In Gilead’s Purpose 1 trial of cisgender women at sites across South Africa and Uganda, Yeztugo use yielded an unprecedented 100% efficacy rate, with zero HIV infections observed across the treatment group. The drug also demonstrated its superiority when compared to Gilead's own Truvada, the results showed.

The Purpose 2 trial, meanwhile, tested the long-acting PrEP drug in a broader population that included cisgender gay and bisexual men, transgender people and nonbinary people at sites across the world. Again, Yeztugo proved to be widely effective at reducing HIV infections; 99.9% of those who took the twice-yearly option did not acquire HIV, with only two cases reported out of more than 2,000 participants. The result showed that Yeztugo is 89% more effective at reducing HIV than once-daily Truvada, the company pointed out.

In studying Yeztugo across the Purpose trials, Gilead noted adherence issues with the once-daily comparators Truvada and its newer option, Descovy. With two yearly injections of Yeztugo, PrEP users can “get it and forget it” instead of having to remember to take a daily pill, Jared Baeten, M.D., Ph.D., Gilead’s senior vice president of clinical development and head of virology, explained in a recent interview with Fierce Pharma.

It's all part of the company’s plan to “redefine the PrEP market” as a whole, Chief Commercial Officer Johanna Mercier noted on an earnings call last summer. While Gilead already has a hold on the PrEP market with its existing pills, “new options” are needed to work toward the goal of “ending infections in this country and around the world,” Baeten said.

Now, with the FDA’s blessing, the company can hit the ground running with the “thoughtful and creative” rollout it’s been plotting (PDF) for months.


Global access 
 

Gilead has already set up agreements with six drugmakers that were given a royalty-free license to make and supply low-cost versions of the long-acting PrEP option in 120 high-incidence, resource-limited countries. It also is utilizing the European Medicines Agency’s EU-Medicines for all program to allow other drug regulators to leverage Europe’s accelerated review of the drug for their own assessments, potentially speeding up broader global access.

“We see the potential for lenacapavir to be a medicine of global impact,” Baeton said. “We’re pushing on all sides to make sure that the impact at the global scale is going to fulfill the promise that lenacapavir holds.”

Even so, to deliver on its goal of widening the existing PrEP market, “targeted approaches” will be needed to unlock underpenetrated markets overseas, Citi analysts pointed out in a December note to clients.

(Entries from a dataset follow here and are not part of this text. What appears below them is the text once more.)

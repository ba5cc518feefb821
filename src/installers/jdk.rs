// Java Development Kit installer.
//
// Temurin ships as an archive whose top-level folder carries the exact
// build number (`jdk-21.0.4+7`), so the recipe uses a root pattern to step
// into it. Besides the usual PATH entry, the JDK publishes JAVA_HOME pointing
// at that resolved root.

use std::path::Path;

use super::{InstallContext, Installer, add_path_entries};
use crate::libs::environment::EnvError;
use crate::schemas::tools::{InstallMethod, InstallSpec, ToolId};

/// Environment variable pointing at the JDK install root.
pub const JAVA_HOME: &str = "JAVA_HOME";

pub fn default_spec() -> InstallSpec {
    let (url, artifact_name, java) = if cfg!(windows) {
        (
            "https://github.com/adoptium/temurin21-binaries/releases/download/jdk-21.0.4%2B7/OpenJDK21U-jdk_x64_windows_hotspot_21.0.4_7.zip",
            "jdk-temurin.zip",
            "bin/java.exe",
        )
    } else {
        (
            "https://github.com/adoptium/temurin21-binaries/releases/download/jdk-21.0.4%2B7/OpenJDK21U-jdk_x64_linux_hotspot_21.0.4_7.tar.gz",
            "jdk-temurin.tar.gz",
            "bin/java",
        )
    };

    InstallSpec {
        url: url.to_string(),
        artifact_name: artifact_name.to_string(),
        sha256: None,
        install_dir: "jdk".to_string(),
        method: InstallMethod::Archive,
        root_pattern: Some("jdk*".to_string()),
        markers: vec![java.to_string()],
        path_entries: vec!["bin".to_string()],
        prerequisite: None,
    }
}

pub struct JdkInstaller {
    spec: InstallSpec,
}

impl JdkInstaller {
    pub fn new(spec: InstallSpec) -> Self {
        JdkInstaller { spec }
    }
}

impl Installer for JdkInstaller {
    fn tool(&self) -> ToolId {
        ToolId::Jdk
    }

    fn spec(&self) -> &InstallSpec {
        &self.spec
    }

    fn configure(&self, root: &Path, ctx: &InstallContext) -> Result<(), EnvError> {
        ctx.env.set_variable(JAVA_HOME, &root.to_string_lossy())?;
        add_path_entries(&self.spec.path_entries, root, ctx)
    }
}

In the U.S., Gilead looks to expand the 400,000-person PrEP market to more than 1 million people by the mid-2030s and will execute on a Yeztugo access strategy “designed to enable broad uptake and availability for individuals with and without insurance coverage,” it said. 

Yeztugo marks another feather in Gilead's cap when it comes to the company's leading HIV portfolio. The drug's active ingredient, lenacapavir, was first approved several years ago for adults with multidrug-resistant HIV under the brand name Sunlenca. It’s a “tiny, tiny population,” Baeton said, but one that the company is “so proud” to treat.

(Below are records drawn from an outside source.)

// This file contains the logic for the `setup-devkit install` command.
// It loads the configuration, resolves the tool selection (prompting for it
// when `--select` is absent), wires the real collaborators into an
// `InstallContext` and hands everything to the orchestrator.

use anyhow::Context;
use colored::Colorize;
use dialoguer::Input;
use std::sync::Arc;

use crate::installers::jdk::JAVA_HOME;
use crate::installers::{InstallContext, default_registry};
use crate::libs::config_loading::load_settings;
use crate::libs::environment::{
    EnvMutator, EnvironmentStore, MemoryEnvStore, PATH_VAR, ProfileEnvStore, UserEnvStore,
};
use crate::libs::fetch::HttpFetcher;
use crate::libs::orchestrator::Orchestrator;
use crate::libs::process::SystemRunner;
use crate::libs::progress::ConsoleReporter;
use crate::libs::selection;
use crate::libs::utilities::misc_utils::expand_tilde;
use crate::schemas::settings::{Settings, Strategy};
use crate::schemas::tools::ToolId;
use crate::{log_debug, log_info, log_warn};

/// Main entry point for the `install` command.
///
/// Only configuration and prompt problems are returned as errors. Once the
/// orchestrator runs, every tool failure is part of the printed summary.
pub fn run(
    select: Option<String>,
    strategy: Option<Strategy>,
    config: Option<String>,
    dry_run: bool,
) -> anyhow::Result<()> {
    log_debug!("[Devkit::Install] Entered install::run()");
    let settings = load_settings(config.as_deref())?;
    let strategy = strategy.unwrap_or(settings.strategy);

    let raw = match select {
        Some(raw) => raw,
        None => prompt_for_selection()?,
    };
    let selection = selection::resolve(&raw);
    if selection.is_empty() {
        log_warn!(
            "[Devkit::Install] '{}' did not match any tool. Nothing to install.",
            raw.yellow()
        );
    }

    if dry_run {
        log_info!(
            "[Devkit::Install] {} PATH and {} changes stay in memory.",
            "Dry run:".bold(),
            JAVA_HOME
        );
    }
    let (store, hint) = environment_store(&settings, dry_run);
    let context = Arc::new(build_context(&settings, store));

    let orchestrator = Orchestrator::new(
        default_registry(&settings.tools),
        Arc::clone(&context),
        strategy,
        settings.poll_interval(),
    );
    let report = orchestrator.run(&selection, &mut ConsoleReporter::new());
    report.print_summary();

    if report.succeeded() > 0 {
        match hint {
            Some(hint) => println!("\n{}", hint),
            None => print_pending_environment(&context.env),
        }
    }
    Ok(())
}

/// Picks where PATH and JAVA_HOME end up, together with the line telling the
/// user how to pick them up. `None` means the changes are not persisted.
pub fn environment_store(settings: &Settings, dry_run: bool) -> (Arc<dyn EnvironmentStore>, Option<String>) {
    if dry_run {
        (Arc::new(MemoryEnvStore::default()), None)
    } else if cfg!(windows) {
        let hint = "Open a new terminal to pick up the new tools.".to_string();
        (Arc::new(UserEnvStore::new()), Some(hint))
    } else {
        let profile = ProfileEnvStore::new(expand_tilde(&settings.env_file));
        let hint = format!(
            "Open a new shell or run `{}` to pick up the new tools.",
            format!("source {}", profile.path().display()).cyan()
        );
        (Arc::new(profile), Some(hint))
    }
}

/// Wires the production fetcher and process runner to `store`.
pub fn build_context(settings: &Settings, store: Arc<dyn EnvironmentStore>) -> InstallContext {
    InstallContext::new(
        expand_tilde(&settings.install_root),
        expand_tilde(&settings.work_dir),
        Arc::new(HttpFetcher::new(
            settings.fetch_timeout(),
            settings.fetch_retries,
            settings.retry_backoff(),
        )),
        Arc::new(SystemRunner),
        EnvMutator::new(store),
    )
}

/// The numbered selection menu, one line per entry.
pub fn menu_lines() -> Vec<String> {
    let mut lines: Vec<String> = ToolId::ALL
        .iter()
        .map(|tool| format!("  {}. {}", tool.menu_number(), tool.display_name()))
        .collect();
    lines.push(format!("  {}. All of the above", ToolId::ALL.len() + 1));
    lines
}

fn prompt_for_selection() -> anyhow::Result<String> {
    println!("{}", "Which tools should be installed?".bold());
    for line in menu_lines() {
        println!("{}", line);
    }
    let answer: String = Input::new()
        .with_prompt("Selection (e.g. 1,3 or all)")
        .interact_text()
        .context("reading the tool selection")?;
    Ok(answer)
}

fn print_pending_environment(env: &EnvMutator) {
    println!("\n{}", "Environment changes (not written):".bold());
    for name in [PATH_VAR, JAVA_HOME] {
        if let Ok(Some(value)) = env.read(name) {
            println!("  {}={}", name, value);
        }
    }
}
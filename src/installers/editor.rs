// Visual Studio Code installer.
//
// Windows uses the Inno Setup based installer in `/VERYSILENT` mode with our
// own target directory and without launching the editor at the end.
// Elsewhere the portable tarball is unpacked and its `bin/code` launcher exposed.

use super::Installer;
use crate::schemas::tools::{InstallMethod, InstallSpec, ToolId};

pub fn default_spec() -> InstallSpec {
    if cfg!(windows) {
        InstallSpec {
            url: "https://update.code.visualstudio.com/latest/win32-x64/stable".to_string(),
            artifact_name: "editor-vscode-setup.exe".to_string(),
            sha256: None,
            install_dir: "vscode".to_string(),
            method: InstallMethod::Installer {
                args: vec![
                    "/VERYSILENT".to_string(),
                    "/NORESTART".to_string(),
                    "/SUPPRESSMSGBOXES".to_string(),
                    "/MERGETASKS=!runcode".to_string(),
                    "/DIR={install_dir}".to_string(),
                ],
            },
            root_pattern: None,
            markers: vec!["Code.exe".to_string(), "bin/code.cmd".to_string()],
            path_entries: vec!["bin".to_string()],
            prerequisite: None,
        }
    } else {
        InstallSpec {
            url: "https://update.code.visualstudio.com/latest/linux-x64/stable".to_string(),
            artifact_name: "editor-vscode.tar.gz".to_string(),
            sha256: None,
            install_dir: "vscode".to_string(),
            method: InstallMethod::Archive,
            root_pattern: Some("VSCode*".to_string()),
            markers: vec!["bin/code".to_string()],
            path_entries: vec!["bin".to_string()],
            prerequisite: None,
        }
    }
}

pub struct EditorInstaller {
    spec: InstallSpec,
}

impl EditorInstaller {
    pub fn new(spec: InstallSpec) -> Self {
        EditorInstaller { spec }
    }
}

impl Installer for EditorInstaller {
    fn tool(&self) -> ToolId {
        ToolId::Editor
    }

    fn spec(&self) -> &InstallSpec {
        &self.spec
    }
}

#[cfg(test)]
mod tests {
    use super::*;
    use crate::libs::progress::ProgressTracker;
    use crate::libs::testing::{MockFetcher, MockRunner, TestEnv, spec_with};

    #[test]
    fn nonzero_exit_with_markers_present_still_succeeds() {
        // Some installers return 1 after asking for a reboot that /NORESTART suppressed.
        let env = TestEnv::new();
        let root = env.install_root().join("test-tool");
        let runner = MockRunner::creating(root.join("bin/code"))
            .also_creating(root.join("Code.exe"))
            .with_exit_code(1);
        let ctx = env.context(MockFetcher::ok(), runner);

        let mut spec = spec_with(InstallMethod::Installer { args: vec!["/VERYSILENT".into()] });
        spec.markers = vec!["Code.exe".into(), "bin/code".into()];
        let outcome = EditorInstaller::new(spec).install(&ctx, &mut ProgressTracker::detached(ToolId::Editor));

        assert!(outcome.succeeded, "{outcome:?}");
        assert_eq!(outcome.resolved_install_path, Some(root));
    }

    #[test]
    fn default_spec_exposes_bin() {
        let spec = default_spec();
        assert_eq!(spec.path_entries, vec!["bin".to_string()]);
        assert_eq!(spec.install_dir, "vscode");
    }
}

Despite the company’s work in other treatment areas like oncology and liver disease, Gilead's HIV products continue to make up the majority of its overall sales, driven largely by HIV treatment Biktarvy. 

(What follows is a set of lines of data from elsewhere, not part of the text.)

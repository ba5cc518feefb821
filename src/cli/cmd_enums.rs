use clap::{Parser, Subcommand};

use crate::schemas::settings::Strategy;

/// Defines the command-line interface (CLI) for 'setup-devkit'.
#[derive(Parser)]
#[command(name = "setup-devkit")]
#[command(version, about = "Provision a C/C++, Python, Java and editor toolchain in one run", long_about = None)]
pub struct Cli {
    /// Enables detailed debug output for troubleshooting.
    #[arg(short, long, global = true)]
    pub(crate) debug: bool,

    #[command(subcommand)]
    pub(crate) command: Commands,
}

#[derive(Subcommand)]
pub enum Commands {
    /// Installs the selected tools and updates PATH (and JAVA_HOME).
    Install {
        /// Selection such as "1,3", "jdk,code" or "all". Prompts when omitted.
        #[arg(long, short)]
        select: Option<String>,
        /// How the selected tools are scheduled. Overrides the config file.
        #[arg(long, value_enum)]
        strategy: Option<Strategy>,
        /// Optional path to a custom config.yaml.
        #[arg(long, env = "SETUP_DEVKIT_CONFIG")]
        config: Option<String>,
        /// Keep environment changes in memory instead of writing the profile.
        #[arg(long)]
        dry_run: bool,
    },
    /// Lists the installable tools and where they are downloaded from.
    List {
        /// Optional path to a custom config.yaml.
        #[arg(long, env = "SETUP_DEVKIT_CONFIG")]
        config: Option<String>,
    },
}
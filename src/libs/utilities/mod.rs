// Low-level helpers used by the installers and the orchestrator.

// Archive extraction (zip, tar.gz, tar.xz, tar).
pub mod compression;
// Directory creation/removal, marker checks and install-root discovery.
pub mod file_operations;
// Tilde expansion and duration formatting.
pub mod misc_utils;
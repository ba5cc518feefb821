// Structure of `~/.setup-devkit/config.yaml`.
// Every field has a default so an absent file, or a file that only sets a
// couple of keys, still yields a complete configuration.

use serde::{Deserialize, Serialize};
use std::collections::HashMap;
use std::fmt;
use std::time::Duration;

use crate::schemas::tools::{InstallSpec, ToolId};

/// Scheduling strategy used by the orchestrator.
#[derive(Debug, Clone, Copy, PartialEq, Eq, Default, Serialize, Deserialize, clap::ValueEnum)]
#[serde(rename_all = "lowercase")]
pub enum Strategy {
    /// One tool after another with per-stage percentages.
    #[default]
    Sequential,
    /// One worker thread per tool with an aggregate "N of M" display.
    Concurrent,
}

impl fmt::Display for Strategy {
    fn fmt(&self, f: &mut fmt::Formatter) -> fmt::Result {
        match self {
            Strategy::Sequential => write!(f, "sequential"),
            Strategy::Concurrent => write!(f, "concurrent"),
        }
    }
}

#[derive(Debug, Clone, PartialEq, Serialize, Deserialize)]
#[serde(default)]
pub struct Settings {
    /// Base directory; every tool gets its own subdirectory in here.
    pub install_root: String,
    /// Scratch directory for downloads. Removed at the end of every run.
    pub work_dir: String,
    /// Managed shell profile holding PATH and JAVA_HOME.
    pub env_file: String,
    pub strategy: Strategy,
    pub fetch_timeout_secs: u64,
    /// Additional attempts after the first failed download.
    pub fetch_retries: u32,
    /// Backoff unit; attempt `n` waits `n * retry_backoff_ms`.
    pub retry_backoff_ms: u64,
    pub poll_interval_ms: u64,
    /// Full replacements for the built-in install recipes.
    pub tools: HashMap<ToolId, InstallSpec>,
}

impl Default for Settings {
    fn default() -> Self {
        Settings {
            install_root: "~/.setup-devkit/tools".to_string(),
            work_dir: "~/.setup-devkit/downloads".to_string(),
            env_file: "~/.setup-devkit/env.sh".to_string(),
            strategy: Strategy::Sequential,
            fetch_timeout_secs: 300,
            fetch_retries: 2,
            retry_backoff_ms: 1000,
            poll_interval_ms: 200,
            tools: HashMap::new(),
        }
    }
}

impl Settings {
    pub fn fetch_timeout(&self) -> Duration {
        Duration::from_secs(self.fetch_timeout_secs)
    }

    pub fn retry_backoff(&self) -> Duration {
        Duration::from_millis(self.retry_backoff_ms)
    }

    pub fn poll_interval(&self) -> Duration {
        Duration::from_millis(self.poll_interval_ms)
    }
}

Gilead hasn’t yet offered specific sales expectations for Yeztugo, but it expects the current PrEP market to grow “quite rapidly” upon launch considering that many PrEP-naïve people are “hanging in there” until it’s available, Mercier said on an April earnings call. Mizuho analysts previously put lenacapavir's peak annual sales potential at around $4 billion to $5 billion but have since doubled that projection to around $8 billion in peak worldwide sales, the analysts wrote in a recent note to clients. 

Until now, GSK’s 2021-approved every-two-month Apretude was the longest-acting player in the PrEP market. Considering Yeztugo's launch is “one of the most awaited in the HIV market,” Citi analysts figure Gilead’s PrEP portfolio can secure more than a 60% share of the U.S. PrEP market by the mid-2030s, according to the analytics firms' December note.